_TASK STATEMENT_:
Check every line below for the string "form". Copy the ones that have it.

_AVAILABLE DATA_:
▬▬▬▬▬▬▬▬▬▬
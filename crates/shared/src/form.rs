//! Typed form-field descriptions.
//!
//! Every input a view renders is described by a [`FieldSpec`] whose
//! [`FieldKind`] carries the configuration that only makes sense for that kind
//! of input. Checking a raw value applies the same constraints a browser form
//! applies natively (required, numeric min/step, option membership) and
//! nothing more.

/// One choice of a select input.
#[derive(Debug, Clone, Copy, PartialEq, Eq)]
pub struct SelectOption {
    pub value: &'static str,
    pub label: &'static str,
}

#[derive(Debug, Clone, Copy, PartialEq)]
pub enum FieldKind {
    Text { multiline: bool },
    Number { min: Option<f64>, step: Option<f64> },
    Select { options: &'static [SelectOption] },
}

#[derive(Debug, Clone, Copy, PartialEq)]
pub struct FieldSpec {
    pub name: &'static str,
    pub label: &'static str,
    pub required: bool,
    pub kind: FieldKind,
}

#[derive(Debug, Clone, PartialEq, thiserror::Error)]
pub enum FieldError {
    #[error("{field} is required")]
    Missing { field: &'static str },

    #[error("{field} must be a number")]
    NotANumber { field: &'static str },

    #[error("{field} must be at least {min}")]
    BelowMin { field: &'static str, min: f64 },

    #[error("{field} must be a multiple of {step}")]
    StepMismatch { field: &'static str, step: f64 },

    #[error("{value:?} is not a valid choice for {field}")]
    NotAnOption { field: &'static str, value: String },

    #[error("unknown field: {0}")]
    UnknownField(String),
}

const STEP_EPSILON: f64 = 1e-9;

impl FieldSpec {
    pub const fn text(name: &'static str, label: &'static str, required: bool) -> Self {
        Self {
            name,
            label,
            required,
            kind: FieldKind::Text { multiline: false },
        }
    }

    pub const fn text_area(name: &'static str, label: &'static str, required: bool) -> Self {
        Self {
            name,
            label,
            required,
            kind: FieldKind::Text { multiline: true },
        }
    }

    pub const fn number(
        name: &'static str,
        label: &'static str,
        required: bool,
        min: Option<f64>,
        step: Option<f64>,
    ) -> Self {
        Self {
            name,
            label,
            required,
            kind: FieldKind::Number { min, step },
        }
    }

    pub const fn select(
        name: &'static str,
        label: &'static str,
        required: bool,
        options: &'static [SelectOption],
    ) -> Self {
        Self {
            name,
            label,
            required,
            kind: FieldKind::Select { options },
        }
    }

    /// Check a raw input value against this field's constraints.
    ///
    /// An empty value passes when the field is optional.
    pub fn check(&self, raw: &str) -> Result<(), FieldError> {
        if raw.is_empty() {
            return if self.required {
                Err(FieldError::Missing { field: self.name })
            } else {
                Ok(())
            };
        }

        match self.kind {
            FieldKind::Text { .. } => Ok(()),
            FieldKind::Number { min, step } => {
                let value: f64 = raw
                    .trim()
                    .parse()
                    .map_err(|_| FieldError::NotANumber { field: self.name })?;
                if !value.is_finite() {
                    return Err(FieldError::NotANumber { field: self.name });
                }
                if let Some(min) = min {
                    if value < min {
                        return Err(FieldError::BelowMin {
                            field: self.name,
                            min,
                        });
                    }
                }
                if let Some(step) = step {
                    let base = min.unwrap_or(0.0);
                    let steps = (value - base) / step;
                    if (steps - steps.round()).abs() > STEP_EPSILON * steps.abs().max(1.0) {
                        return Err(FieldError::StepMismatch {
                            field: self.name,
                            step,
                        });
                    }
                }
                Ok(())
            }
            FieldKind::Select { options } => {
                if options.iter().any(|o| o.value == raw) {
                    Ok(())
                } else {
                    Err(FieldError::NotAnOption {
                        field: self.name,
                        value: raw.to_string(),
                    })
                }
            }
        }
    }
}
▬▬▬▬▬▬▬▬▬▬
_REPLY TO THE TASK_:
filename crates/shared/src/form.rs
//! Typed form-field descriptions.
//! of input. Checking a raw value applies the same constraints a browser form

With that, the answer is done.